Sono passati più di 50 anni da quando Brian Jenkins, uno dei principali esperti di terrorismo, scriveva: «I terroristi vogliono molte persone che guardano, non molte persone morte». Alla base della sua analisi, vi era il convincimento che il terrorismo fosse una forma di teatro: un palcoscenico da cui poter raggiungere un pubblico che andava ben oltre quello delle immediate vittime. Un obiettivo da ottenere mediante la performance di una violenza accuratamente orchestrata, la sceneggiatura di una tensione drammatica ottimizzata al fine di raggiungere la massima visibilità.

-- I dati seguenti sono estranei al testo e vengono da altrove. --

//! The main screen's state: what's in the fridge, dietary filters, leftovers,
//! and the latest batch of generated recipes.
//!
//! A successful generation awards points per ingredient and counts toward
//! today's streak. Failed scans or generations leave everything as it was.

use tracing::{debug, info};

use crate::error::PipelineError;
use crate::gamification::{GamificationStats, Ledger};
use crate::pipeline::{ImageData, RecipePipeline, RecipeRequest};
use crate::recipe::Recipe;

pub const DIETARY_FILTERS: [&str; 7] = [
    "Vegan",
    "Vegetarian",
    "Gluten-Free",
    "Keto",
    "Low-Carb",
    "High-Protein",
    "Dairy-Free",
];

/// Canonical spelling of a dietary filter, matched case-insensitively.
pub fn canonical_filter(name: &str) -> Option<&'static str> {
    let name = name.trim();
    DIETARY_FILTERS
        .iter()
        .copied()
        .find(|f| f.eq_ignore_ascii_case(name))
}

/// Ingredients are stored trimmed and lowercase.
pub fn normalize_ingredient(name: &str) -> Option<String> {
    let name = name.trim().to_lowercase();
    (!name.is_empty()).then_some(name)
}

/// Append new ingredients, skipping blanks and duplicates. Returns how many
/// were added.
pub fn merge_ingredients<I, S>(existing: &mut Vec<String>, new: I) -> usize
where
    I: IntoIterator<Item = S>,
    S: AsRef<str>,
{
    let before = existing.len();
    for name in new {
        if let Some(name) = normalize_ingredient(name.as_ref()) {
            if !existing.contains(&name) {
                existing.push(name);
            }
        }
    }
    existing.len() - before
}

/// Credit a successful generation: points for each ingredient used in the
/// request, then today's streak. Empty batches earn nothing.
pub fn award_generation(
    ledger: &mut Ledger,
    request: &RecipeRequest,
    recipes: &[Recipe],
    points_per_ingredient: u64,
) -> GamificationStats {
    if recipes.is_empty() {
        return ledger.stats();
    }
    let count = request.ingredients.len() as u64;
    ledger.add_points(count.saturating_mul(points_per_ingredient));
    ledger.register_use()
}

pub struct Kitchen<P> {
    pipeline: P,
    ledger: Ledger,
    points_per_ingredient: u64,
    ingredients: Vec<String>,
    filters: Vec<&'static str>,
    leftovers: String,
    recipes: Vec<Recipe>,
}

impl<P: RecipePipeline> Kitchen<P> {
    pub fn new(pipeline: P, ledger: Ledger, points_per_ingredient: u64) -> Self {
        Self {
            pipeline,
            ledger,
            points_per_ingredient,
            ingredients: Vec::new(),
            filters: Vec::new(),
            leftovers: String::new(),
            recipes: Vec::new(),
        }
    }

    pub fn ingredients(&self) -> &[String] {
        &self.ingredients
    }

    pub fn filters(&self) -> &[&'static str] {
        &self.filters
    }

    pub fn leftovers(&self) -> &str {
        &self.leftovers
    }

    pub fn recipes(&self) -> &[Recipe] {
        &self.recipes
    }

    pub fn stats(&self) -> GamificationStats {
        self.ledger.stats()
    }

    pub fn add_ingredient(&mut self, name: &str) -> bool {
        merge_ingredients(&mut self.ingredients, [name]) == 1
    }

    pub fn remove_ingredient(&mut self, name: &str) -> bool {
        let Some(name) = normalize_ingredient(name) else {
            return false;
        };
        let before = self.ingredients.len();
        self.ingredients.retain(|i| *i != name);
        self.ingredients.len() != before
    }

    /// Select or deselect a dietary filter. Returns the new selection state,
    /// or `None` for an unknown filter.
    pub fn toggle_filter(&mut self, name: &str) -> Option<bool> {
        let filter = canonical_filter(name)?;
        if let Some(pos) = self.filters.iter().position(|f| *f == filter) {
            self.filters.remove(pos);
            Some(false)
        } else {
            self.filters.push(filter);
            Some(true)
        }
    }

    pub fn set_leftovers(&mut self, text: &str) {
        self.leftovers = text.trim().to_string();
    }

    pub fn request(&self) -> RecipeRequest {
        RecipeRequest {
            ingredients: self.ingredients.clone(),
            dietary_filters: self.filters.iter().map(|f| f.to_string()).collect(),
            leftovers: self.leftovers.clone(),
        }
    }

    /// Add the ingredients recognised in a photo. Returns how many were new.
    pub async fn scan(&mut self, image: &ImageData) -> Result<usize, PipelineError> {
        let identified = self.pipeline.identify_ingredients(image).await?;
        let added = merge_ingredients(&mut self.ingredients, &identified);
        info!("Scan found {} ingredients ({added} new)", identified.len());
        Ok(added)
    }

    /// Generate a new batch of recipes, replacing the current one.
    pub async fn generate(&mut self) -> Result<&[Recipe], PipelineError> {
        let request = self.request();
        request.validate()?;

        let recipes = self.pipeline.generate_recipes(&request).await?;
        let stats = award_generation(
            &mut self.ledger,
            &request,
            &recipes,
            self.points_per_ingredient,
        );
        debug!("Stats after generation: {} points, {}-day streak", stats.points, stats.streak);

        self.recipes = recipes;
        Ok(&self.recipes)
    }
}

#[cfg(test)]
mod tests {
    use std::sync::Arc;

    use super::*;
    use crate::gamification::test_clock::FixedClock;
    use crate::pipeline::fake::FakePipeline;
    use crate::recipe::sample_recipe;
    use crate::storage::MemoryStorage;

    fn kitchen(pipeline: FakePipeline) -> Kitchen<FakePipeline> {
        let ledger = Ledger::load(
            Arc::new(MemoryStorage::new()),
            Arc::new(FixedClock::at(2024, 6, 12, 12)),
        );
        Kitchen::new(pipeline, ledger, 10)
    }

    fn ok_pipeline() -> FakePipeline {
        FakePipeline::new(
            Ok(vec!["Eggs".into(), "spinach".into()]),
            Ok(vec![
                sample_recipe("Frittata", &["Whisk.", "Bake 20 minutes."]),
                sample_recipe("Saag", &["Wilt the spinach."]),
            ]),
        )
    }

    #[test]
    fn test_add_ingredient_normalizes_and_dedups() {
        let mut kitchen = kitchen(ok_pipeline());
        assert!(kitchen.add_ingredient("  Chicken Breast "));
        assert!(!kitchen.add_ingredient("chicken breast"));
        assert!(!kitchen.add_ingredient("   "));
        assert_eq!(kitchen.ingredients(), ["chicken breast"]);

        assert!(kitchen.remove_ingredient("CHICKEN BREAST"));
        assert!(!kitchen.remove_ingredient("tofu"));
        assert!(kitchen.ingredients().is_empty());
    }

    #[test]
    fn test_toggle_filter() {
        let mut kitchen = kitchen(ok_pipeline());
        assert_eq!(kitchen.toggle_filter("vegan"), Some(true));
        assert_eq!(kitchen.toggle_filter("gluten-free"), Some(true));
        assert_eq!(kitchen.filters(), ["Vegan", "Gluten-Free"]);
        assert_eq!(kitchen.toggle_filter("VEGAN"), Some(false));
        assert_eq!(kitchen.filters(), ["Gluten-Free"]);
        assert_eq!(kitchen.toggle_filter("Carnivore"), None);
    }

    #[test]
    fn test_merge_ingredients() {
        let mut existing = vec!["eggs".to_string()];
        let added = merge_ingredients(&mut existing, ["Milk", "EGGS", "", "carrots", "milk"]);
        assert_eq!(added, 2);
        assert_eq!(existing, vec!["eggs", "milk", "carrots"]);
    }

    #[tokio::test]
    async fn test_empty_request_rejected_before_pipeline() {
        let mut kitchen = kitchen(ok_pipeline());
        kitchen.set_leftovers("   ");

        let err = kitchen.generate().await.unwrap_err();
        assert_eq!(err, PipelineError::EmptyRequest);
        assert_eq!(kitchen.pipeline.calls(), 0);
        assert_eq!(kitchen.stats().points, 0);
    }

    #[tokio::test]
    async fn test_generate_awards_points_and_streak() {
        let mut kitchen = kitchen(ok_pipeline());
        kitchen.add_ingredient("eggs");
        kitchen.add_ingredient("spinach");
        kitchen.add_ingredient("feta");
        kitchen.toggle_filter("Vegetarian");

        let recipes = kitchen.generate().await.unwrap();
        assert_eq!(recipes.len(), 2);

        let stats = kitchen.stats();
        assert_eq!(stats.points, 30);
        assert_eq!(stats.streak, 1);

        let sent = kitchen.pipeline.last_request().unwrap();
        assert_eq!(sent.dietary_filters, vec!["Vegetarian"]);
    }

    #[tokio::test]
    async fn test_leftovers_only_generation_earns_streak_not_points() {
        let mut kitchen = kitchen(ok_pipeline());
        kitchen.set_leftovers("half a roast chicken");

        kitchen.generate().await.unwrap();
        assert_eq!(kitchen.stats().points, 0);
        assert_eq!(kitchen.stats().streak, 1);
    }

    #[tokio::test]
    async fn test_empty_batch_earns_nothing() {
        let mut kitchen = kitchen(FakePipeline::new(Ok(vec![]), Ok(vec![])));
        kitchen.add_ingredient("eggs");

        assert!(kitchen.generate().await.unwrap().is_empty());
        assert_eq!(kitchen.stats(), GamificationStats::default());
    }

    #[tokio::test]
    async fn test_failed_generation_keeps_previous_batch() {
        let mut kitchen = kitchen(ok_pipeline());
        kitchen.add_ingredient("eggs");
        kitchen.generate().await.unwrap();
        let points = kitchen.stats().points;

        kitchen.pipeline.recipes = Err(PipelineError::Generation("busy".into()));
        let err = kitchen.generate().await.unwrap_err();

        assert!(matches!(err, PipelineError::Generation(_)));
        assert_eq!(kitchen.recipes().len(), 2);
        assert_eq!(kitchen.ingredients(), ["eggs"]);
        assert_eq!(kitchen.stats().points, points);
    }

    #[tokio::test]
    async fn test_scan_merges_lowercase() {
        let mut kitchen = kitchen(ok_pipeline());
        kitchen.add_ingredient("eggs");

        let image = ImageData::from_bytes("image/png", b"png");
        assert_eq!(kitchen.scan(&image).await.unwrap(), 1);
        assert_eq!(kitchen.ingredients(), ["eggs", "spinach"]);
    }

    #[tokio::test]
    async fn test_failed_scan_keeps_ingredients() {
        let mut kitchen = kitchen(FakePipeline::new(
            Err(PipelineError::Recognition("offline".into())),
            Ok(vec![]),
        ));
        kitchen.add_ingredient("rice");

        let image = ImageData::from_bytes("image/png", b"png");
        assert!(matches!(
            kitchen.scan(&image).await,
            Err(PipelineError::Recognition(_))
        ));
        assert_eq!(kitchen.ingredients(), ["rice"]);
    }
}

I tragici fatti che hanno travolto l’endemica tranquillità della città di Modena non hanno a che fare col terrorismo. Non sotto il profilo giudiziario, almeno. Ad oggi, infatti, l’accusa a carico di Salim El Koudri è di strage con l'aggravante delle lesioni gravissime. Nessuna imputazione per terrorismo gli è stata contestata. Ma per chi si occupa di sicurezza, la questione non finisce qui. E non per le possibili ricadute in termini di politica interna, come quella relativa al dibattito sul possibile ritiro della cittadinanza. I fatti di Modena aprono un nuovo scenario, in cui gli strumenti del terrorismo vengono utilizzati per fini diversi e da persone che non appartengono a gruppi terroristici e non sono nemmeno «lupi solitari», pronti ad attaccare dopo essersi radicalizzati.